You all were invited to participate in my research study on teaching probability theory.

\vspace{2mm}

::: {.t}
### Overall question
\vspace{-2mm}
Does doing coding exercises have a different impact than doing handwritten exercises on students' resulting understanding of probability theory?

:::

\vspace{-10mm}

```{r, echo=FALSE}
plot.new()
plot.window(xlim = c(0, 10), ylim = c(0, 10)) 

# Write pre-test at the top and put a box around it
pretest <- "Pre-test"
xt <- 4.5
yt <- 9.5
text(x=xt, y=yt, labels=pretest, cex=2)

sw   <- strwidth(pretest)*2
sh   <- strheight(pretest)*2
frsz <- 0.2

rect(
  xt - sw/2 - frsz,
  yt - sh/2 - frsz,
  xt + sw/2 + frsz,
  yt + sh/2 + frsz
)

# draw arrows to each group
arrows(x0=4, y0=8.75, x1=2, y1=6)
arrows(x0=5, y0=8.75, x1=7, y1=6)

# initiate text for groups
handwrit <- "1) Handwritten Exercises"
coding <- "1) Coding Exercises"
posttest <- "2) Post-test"


# Write text and box for handwritten
xt <- 2.2
yt <- 5.3
text(x=xt, y=yt, labels=handwrit, cex=2)
text(x=xt, y=(yt-0.75), labels=posttest, cex=2)

sw   <- strwidth(handwrit)*2
sh   <- strheight(handwrit)*4
frsz <- 0.3

rect(
  xt - sw/2 - frsz,
  yt - (0.75/2) - sh/2 - frsz,
  xt + sw/2 + frsz,
  yt - (0.75/2) + sh/2 + frsz
)

# Write text and box for coding
xt <- 7.5
yt <- 5.3
text(x=xt, y=yt, labels=coding, cex=2)
text(x=xt, y=(yt-0.75), labels=posttest, cex=2)

sw   <- strwidth(coding)*2
sh   <- strheight(coding)*4
frsz <- 0.3

rect(
  xt - sw/2 - frsz,
  yt - (0.75/2) - sh/2 - frsz,
  xt + sw/2 + frsz,
  yt - (0.75/2) + sh/2 + frsz
)


```


## Example: Coding vs. Handwritten Exercises {.t}

::: {.t}
### Study design
\vspace{-2mm}
 - All participants take the pre-test.

\vspace{0.5mm}

 - Participants then get randomly assigned to either:
   - Do the handwritten exercises
   - Do the coding exercises
   
\vspace{0.5mm}

 - Participants then take the post-test.
 
\vspace{0.5mm}

 - We record (post-test score - pre-test score) for each participant.
 
:::

\pause 

Statistical hypotheses:
$$
\begin{aligned}
H_0\colon \mu_1 = \mu_2 \\
H_A\colon \mu_1 \neq \mu_2
\end{aligned}
$$

 - $\mu_1$ is the true mean post-test/pre-test difference among those who did the handwritten exercises
 - $\mu_2$ is the true mean post-test/pre-test difference among those who did the coding exercises
 
 
## Example: Coding vs. Handwritten Exercises {.t}

::: {.t}
### Study design
\vspace{-2mm}
 - All participants take the pre-test.

\vspace{2mm}

 - **Participants then get randomly assigned to either:**
   - **Do the handwritten exercises**
   - **Do the coding exercises**
   
\vspace{2mm}

 - Participants then take the post-test.
 
\vspace{2mm}

 - We record (post-test score - pre-test score) for each participant.
 
:::

This \underline{random assignment} is the key to being able to infer causation. Why?

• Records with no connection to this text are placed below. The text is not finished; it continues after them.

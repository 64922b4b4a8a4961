use std::env;

use reqwest::{Client, StatusCode};
use serde::{Deserialize, Serialize};
use serde_json::Value;

use crate::error::QuizGenerationError;

pub const DEFAULT_BASE_URL: &str = "https://api.openai.com/v1";
pub const DEFAULT_MODEL: &str = "gpt-4o-mini";
const TEMPERATURE: f32 = 0.3;

#[derive(Clone, Debug)]
pub struct QuizGenerationConfig {
    pub base_url: String,
    pub api_key: String,
    pub model: String,
}

impl QuizGenerationConfig {
    #[must_use]
    pub fn from_env() -> Option<Self> {
        let api_key = env::var("STUDY_AI_API_KEY").ok()?;
        if api_key.trim().is_empty() {
            return None;
        }
        let base_url = env::var("STUDY_AI_BASE_URL").unwrap_or_else(|_| DEFAULT_BASE_URL.into());
        let model = env::var("STUDY_AI_MODEL").unwrap_or_else(|_| DEFAULT_MODEL.into());
        Some(Self {
            base_url,
            api_key,
            model,
        })
    }
}

/// Free-form quiz text returned by the model.
#[derive(Debug, Clone, PartialEq, Eq, Serialize)]
pub struct GeneratedQuiz {
    pub quiz: String,
}

/// Turns study notes into multiple-choice questions through an
/// OpenAI-compatible chat completion endpoint.
#[derive(Clone)]
pub struct QuizGenerationService {
    client: Client,
    config: Option<QuizGenerationConfig>,
}

impl QuizGenerationService {
    #[must_use]
    pub fn from_env() -> Self {
        Self::new(QuizGenerationConfig::from_env())
    }

    #[must_use]
    pub fn new(config: Option<QuizGenerationConfig>) -> Self {
        Self {
            client: Client::new(),
            config,
        }
    }

    #[must_use]
    pub fn enabled(&self) -> bool {
        self.config.is_some()
    }

    /// Generate five questions from `text`.
    ///
    /// # Errors
    ///
    /// Returns `QuizGenerationError::MissingText` for blank notes and
    /// `QuizGenerationError::Disabled` without an API key, both before any
    /// request is made. Remote failures map to `HttpStatus`,
    /// `InvalidResponse`, `EmptyResponse` or `Http`.
    pub async fn generate(&self, text: &str) -> Result<GeneratedQuiz, QuizGenerationError> {
        if text.trim().is_empty() {
            return Err(QuizGenerationError::MissingText);
        }
        let config = self
            .config
            .as_ref()
            .ok_or(QuizGenerationError::Disabled)?;

        let url = format!(
            "{}/chat/completions",
            config.base_url.trim_end_matches('/')
        );
        let payload = ChatRequest {
            model: config.model.clone(),
            messages: vec![ChatMessage {
                role: "user",
                content: build_prompt(text),
            }],
            temperature: TEMPERATURE,
        };

        let response = self
            .client
            .post(url)
            .bearer_auth(&config.api_key)
            .json(&payload)
            .send()
            .await?;

        let status = response.status();
        let raw = response.text().await?;
        tracing::info!(%status, model = %config.model, "quiz generation responded");

        parse_completion(status, &raw)
    }
}

/// The instruction sent to the model, followed by the notes.
#[must_use]
pub fn build_prompt(notes: &str) -> String {
    format!(
        "\nCreate 5 multiple-choice questions from the following notes.\n\
         Each question should have:\n\
         - Question\n\
         - A) B) C) D)\n\
         - Correct answer: (A/B/C/D)\n\
         \n\
         Notes:\n\
         {notes}\n"
    )
}

/// Interprets a chat completion response body.
///
/// Any JSON body is accepted. An unsuccessful status is reported with the
/// server's `error.message` when present, whatever else the body holds.
///
/// # Errors
///
/// Returns `InvalidResponse` for non-JSON bodies, `HttpStatus` for
/// unsuccessful statuses and `EmptyResponse` when no content came back.
pub fn parse_completion(status: StatusCode, raw: &str) -> Result<GeneratedQuiz, QuizGenerationError> {
    let body: Value =
        serde_json::from_str(raw).map_err(|_| QuizGenerationError::InvalidResponse {
            raw: raw.to_owned(),
        })?;

    if !status.is_success() {
        let message = body
            .pointer("/error/message")
            .and_then(Value::as_str)
            .unwrap_or("request failed")
            .to_owned();
        return Err(QuizGenerationError::HttpStatus { status, message });
    }

    serde_json::from_value::<ChatResponse>(body)
        .ok()
        .and_then(|body| body.choices.into_iter().next())
        .and_then(|choice| choice.message.content)
        .filter(|content| !content.trim().is_empty())
        .map(|quiz| GeneratedQuiz { quiz })
        .ok_or(QuizGenerationError::EmptyResponse)
}

#[derive(Debug, Serialize)]
struct ChatRequest {
    model: String,
    messages: Vec<ChatMessage>,
    temperature: f32,
}

#[derive(Debug, Serialize)]
struct ChatMessage {
    role: &'static str,
    content: String,
}

#[derive(Debug, Deserialize)]
struct ChatResponse {
    #[serde(default)]
    choices: Vec<ChatChoice>,
}

#[derive(Debug, Deserialize)]
struct ChatChoice {
    message: ChatMessageResponse,
}

#[derive(Debug, Deserialize)]
struct ChatMessageResponse {
    content: Option<String>,
}

#[cfg(test)]
mod tests {
    use super::*;

    fn configured() -> QuizGenerationService {
        QuizGenerationService::new(Some(QuizGenerationConfig {
            // Nothing listens here; tests below must fail before sending.
            base_url: "http://127.0.0.1:9".into(),
            api_key: "test-key".into(),
            model: DEFAULT_MODEL.into(),
        }))
    }

    #[tokio::test]
    async fn blank_text_is_rejected_before_any_request() {
        let err = configured().generate("  \n ").await.unwrap_err();
        assert!(matches!(err, QuizGenerationError::MissingText));
    }

    #[tokio::test]
    async fn missing_key_disables_generation() {
        let svc = QuizGenerationService::new(None);
        assert!(!svc.enabled());
        let err = svc.generate("supply and demand").await.unwrap_err();
        assert!(matches!(err, QuizGenerationError::Disabled));
    }

    #[test]
    fn prompt_embeds_notes_after_instructions() {
        let prompt = build_prompt("Tariffs raise domestic prices.");
        assert!(prompt.contains("Create 5 multiple-choice questions from the following notes."));
        assert!(prompt.contains("- Correct answer: (A/B/C/D)"));
        assert!(prompt.ends_with("Notes:\nTariffs raise domestic prices.\n"));
    }

    #[test]
    fn successful_completion_yields_quiz_text() {
        let raw = r#"{"choices":[{"message":{"role":"assistant","content":"1. What is a tariff?"}}]}"#;
        let quiz = parse_completion(StatusCode::OK, raw).unwrap();
        assert_eq!(quiz.quiz, "1. What is a tariff?");
    }

    #[test]
    fn error_status_carries_server_message() {
        let raw = r#"{"error":{"message":"Incorrect API key provided","type":"invalid_request_error"}}"#;
        match parse_completion(StatusCode::UNAUTHORIZED, raw).unwrap_err() {
            QuizGenerationError::HttpStatus { status, message } => {
                assert_eq!(status, StatusCode::UNAUTHORIZED);
                assert_eq!(message, "Incorrect API key provided");
            }
            other => panic!("unexpected error: {other:?}"),
        }
    }

    #[test]
    fn error_status_without_message_uses_fallback() {
        let err = parse_completion(StatusCode::BAD_GATEWAY, "{}").unwrap_err();
        assert!(matches!(
            err,
            QuizGenerationError::HttpStatus { ref message, .. } if message == "request failed"
        ));
    }

    #[test]
    fn error_status_with_unexpected_shape_keeps_the_status() {
        let raw = r#"{"error":"upstream down"}"#;
        match parse_completion(StatusCode::BAD_GATEWAY, raw).unwrap_err() {
            QuizGenerationError::HttpStatus { status, message } => {
                assert_eq!(status, StatusCode::BAD_GATEWAY);
                assert_eq!(message, "request failed");
            }
            other => panic!("unexpected error: {other:?}"),
        }
    }

    #[test]
    fn unexpected_success_shape_is_empty_response() {
        let raw = r#"{"choices":"not a list"}"#;
        assert!(matches!(
            parse_completion(StatusCode::OK, raw).unwrap_err(),
            QuizGenerationError::EmptyResponse
        ));
    }

    #[test]
    fn non_json_body_is_invalid() {
        let err = parse_completion(StatusCode::OK, "<html>oops</html>").unwrap_err();
        assert!(matches!(
            err,
            QuizGenerationError::InvalidResponse { ref raw } if raw == "<html>oops</html>"
        ));
    }

    #[test]
    fn missing_content_is_empty_response() {
        let raw = r#"{"choices":[{"message":{"content":null}}]}"#;
        assert!(matches!(
            parse_completion(StatusCode::OK, raw).unwrap_err(),
            QuizGenerationError::EmptyResponse
        ));
        assert!(matches!(
            parse_completion(StatusCode::OK, r#"{"choices":[]}"#).unwrap_err(),
            QuizGenerationError::EmptyResponse
        ));
    }
}
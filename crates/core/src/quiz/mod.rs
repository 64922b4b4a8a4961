//! Offline quiz engine: static banks, randomized sessions, answer tracking,
//! scoring, the exam countdown and retry subsets.
//!
//! Everything here is synchronous and owns no scheduler. Randomness comes in
//! through a caller-supplied `rand::Rng`.

mod bank;
mod question;
mod retry;
mod score;
mod session;
mod shuffle;
mod timer;

pub use bank::{BANK_SIZE, bank};
pub use question::{
    CHOICE_COUNT, ParseTopicError, Question, Topic, choice_label, parse_choice_label,
};
pub use retry::{RetryScope, wrong_only, wrong_or_unanswered};
pub use score::{Score, score};
pub use session::{AnswerOutcome, QuizEvent, QuizMode, QuizSession, SessionError};
pub use shuffle::{shuffle, shuffled};
pub use timer::{ExamTimer, SECONDS_PER_MINUTE, TimerState, format_remaining};
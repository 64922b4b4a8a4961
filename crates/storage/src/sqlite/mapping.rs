use chrono::{DateTime, NaiveDate, Utc};
use sqlx::Row;
use sqlx::sqlite::SqliteRow;
use study_core::model::{Course, CourseId, Material, MaterialId};

use crate::repository::StorageError;

pub(crate) fn ser<E: core::fmt::Display>(e: E) -> StorageError {
    StorageError::Serialization(e.to_string())
}

pub(crate) fn conn<E: core::fmt::Display>(e: E) -> StorageError {
    StorageError::Connection(e.to_string())
}

fn i64_to_u64(field: &'static str, v: i64) -> Result<u64, StorageError> {
    u64::try_from(v).map_err(|_| StorageError::Serialization(format!("{field} sign overflow")))
}

pub(crate) fn id_to_i64(field: &'static str, v: u64) -> Result<i64, StorageError> {
    i64::try_from(v).map_err(|_| StorageError::Serialization(format!("{field} overflow")))
}

pub(crate) fn course_id_from_i64(v: i64) -> Result<CourseId, StorageError> {
    Ok(CourseId::new(i64_to_u64("course_id", v)?))
}

pub(crate) fn material_id_from_i64(v: i64) -> Result<MaterialId, StorageError> {
    Ok(MaterialId::new(i64_to_u64("material_id", v)?))
}

/// Constraint violations become repository errors; everything else is a connection failure.
pub(crate) fn map_write_error(e: sqlx::Error) -> StorageError {
    match e.as_database_error().map(|db| db.kind()) {
        Some(sqlx::error::ErrorKind::ForeignKeyViolation) => StorageError::NotFound,
        Some(sqlx::error::ErrorKind::UniqueViolation) => StorageError::Conflict,
        _ => conn(e),
    }
}

pub(crate) fn map_course_row(row: &SqliteRow) -> Result<Course, StorageError> {
    let id: i64 = row.try_get("id").map_err(ser)?;
    let name: String = row.try_get("name").map_err(ser)?;
    let exam_date: Option<NaiveDate> = row.try_get("exam_date").map_err(ser)?;
    let created_at: DateTime<Utc> = row.try_get("created_at").map_err(ser)?;

    Course::new(course_id_from_i64(id)?, name, exam_date, created_at).map_err(ser)
}

pub(crate) fn map_material_row(row: &SqliteRow) -> Result<Material, StorageError> {
    let id: i64 = row.try_get("id").map_err(ser)?;
    let course_id: i64 = row.try_get("course_id").map_err(ser)?;

    Ok(Material {
        id: material_id_from_i64(id)?,
        course_id: course_id_from_i64(course_id)?,
        title: row.try_get("title").map_err(ser)?,
        raw_text: row.try_get("raw_text").map_err(ser)?,
        created_at: row.try_get("created_at").map_err(ser)?,
    })
}
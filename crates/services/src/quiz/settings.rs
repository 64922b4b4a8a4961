use std::env;

use study_core::quiz::Topic;

use crate::error::SettingsError;

/// Question counts offered by the quiz picker.
pub const ALLOWED_COUNTS: [usize; 5] = [5, 8, 10, 12, 15];

/// Exam lengths, in minutes, offered by the exam picker.
pub const ALLOWED_DURATIONS: [u32; 7] = [5, 10, 15, 20, 30, 45, 60];

pub const DEFAULT_COUNT: usize = 10;
pub const DEFAULT_EXAM_MINUTES: u32 = 20;

pub const COUNT_VAR: &str = "STUDY_QUIZ_COUNT";
pub const EXAM_MINUTES_VAR: &str = "STUDY_EXAM_MINUTES";
pub const TOPIC_VAR: &str = "STUDY_QUIZ_TOPIC";

/// Defaults for new quiz and exam sessions.
#[derive(Debug, Clone, Copy, PartialEq, Eq)]
pub struct QuizSettings {
    topic: Topic,
    count: usize,
    exam_minutes: u32,
}

impl Default for QuizSettings {
    fn default() -> Self {
        Self {
            topic: Topic::PriceControls,
            count: DEFAULT_COUNT,
            exam_minutes: DEFAULT_EXAM_MINUTES,
        }
    }
}

impl QuizSettings {
    /// Read overrides from the process environment.
    ///
    /// # Errors
    ///
    /// Returns `SettingsError` if a variable is set to an unsupported value.
    pub fn from_env() -> Result<Self, SettingsError> {
        Self::from_lookup(|key| env::var(key).ok())
    }

    /// Read overrides through `lookup`; unset or blank keys keep defaults.
    ///
    /// # Errors
    ///
    /// Returns `SettingsError` if a value does not parse or is not offered.
    pub fn from_lookup(lookup: impl Fn(&str) -> Option<String>) -> Result<Self, SettingsError> {
        let get = |key: &str| lookup(key).filter(|v| !v.trim().is_empty());
        let mut settings = Self::default();

        if let Some(raw) = get(TOPIC_VAR) {
            settings = settings.with_topic(raw.parse::<Topic>()?);
        }
        if let Some(raw) = get(COUNT_VAR) {
            settings = settings.with_count(parse_number(COUNT_VAR, &raw)?)?;
        }
        if let Some(raw) = get(EXAM_MINUTES_VAR) {
            settings = settings.with_exam_minutes(parse_number(EXAM_MINUTES_VAR, &raw)?)?;
        }

        Ok(settings)
    }

    #[must_use]
    pub fn with_topic(mut self, topic: Topic) -> Self {
        self.topic = topic;
        self
    }

    /// # Errors
    ///
    /// Returns `SettingsError::UnsupportedCount` unless `count` is in
    /// `ALLOWED_COUNTS`.
    pub fn with_count(mut self, count: usize) -> Result<Self, SettingsError> {
        if !ALLOWED_COUNTS.contains(&count) {
            return Err(SettingsError::UnsupportedCount(count));
        }
        self.count = count;
        Ok(self)
    }

    /// # Errors
    ///
    /// Returns `SettingsError::UnsupportedDuration` unless `minutes` is in
    /// `ALLOWED_DURATIONS`.
    pub fn with_exam_minutes(mut self, minutes: u32) -> Result<Self, SettingsError> {
        if !ALLOWED_DURATIONS.contains(&minutes) {
            return Err(SettingsError::UnsupportedDuration(minutes));
        }
        self.exam_minutes = minutes;
        Ok(self)
    }

    #[must_use]
    pub fn topic(&self) -> Topic {
        self.topic
    }

    #[must_use]
    pub fn count(&self) -> usize {
        self.count
    }

    #[must_use]
    pub fn exam_minutes(&self) -> u32 {
        self.exam_minutes
    }
}

fn parse_number<T: std::str::FromStr>(var: &'static str, raw: &str) -> Result<T, SettingsError> {
    raw.trim().parse().map_err(|_| SettingsError::InvalidNumber {
        var,
        raw: raw.to_owned(),
    })
}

## Example: Coding vs. Handwritten Exercises {.t}
More space for notes if needed


## Example: Coding vs. Handwritten Exercises {.t}
We are collecting the real data now so we don't have any to show yet. Let us consider the following small set of preliminary, fictional data:

```{r, echo=FALSE}
handwritten <- c(2, 5, 3, -3, 8)
coding <- c(9, 10, -1, 14, 6)

prob_df <- data.frame(score_diff = c(handwritten, coding),
                      group = c(rep("handwritten", 5), rep("coding", 5)))

knitr::kable(prob_df)
```

## Example: Coding vs. Handwritten Exercises {.t}
```{r, warning=FALSE, message=FALSE}
library(dplyr)
prob_summary <- prob_df %>% 
  group_by(group) %>% 
  summarize(mean=mean(score_diff), sd=sd(score_diff), n=n())

knitr::kable(prob_summary)
```


## Example: Coding vs. Handwritten Exercises {.t}
\framesubtitle{Let's visualize it}
::: {.block}
### Quote of the Day \#1 
\vspace{-2mm}
Don't be a moron; *look* at your data
:::

\begin{minipage}{0.8\textwidth}
\begin{flushright}
Dr. Jon Wakefield \\
Professor of Statistics \\
and Biostatistics \\
University of Washington
\end{flushright}
\end{minipage}
\begin{minipage}{0.19\textwidth}
\includegraphics[width=\textwidth]{wakefield.png}
\end{minipage}

\vspace{2mm}

::: {.block}
### Quote of the Day \#2
\includegraphics[width=\textwidth]{wei_inspect.png}
:::


## Example: Coding vs. Handwritten Exercises {.t}
\label{yt1}
\framesubtitle{Your Turn \#1}
Let's make an appropriate data viz for these data. What might that be?

\vspace{5mm}

Here is code to generate the dataframe that you may copy-paste or type into your Rmd file:
```{r, size="small", eval=FALSE}
hand_code_df <- data.frame(score_diff = c(2, 5, 3, -3, 8, 
                                          9, 10, -1, 14, 6),
                           group = c(rep("handwritten", 5), 
                                     rep("coding", 5)))
```

Make the graph in your Rmd file along with brief comments on what you observe.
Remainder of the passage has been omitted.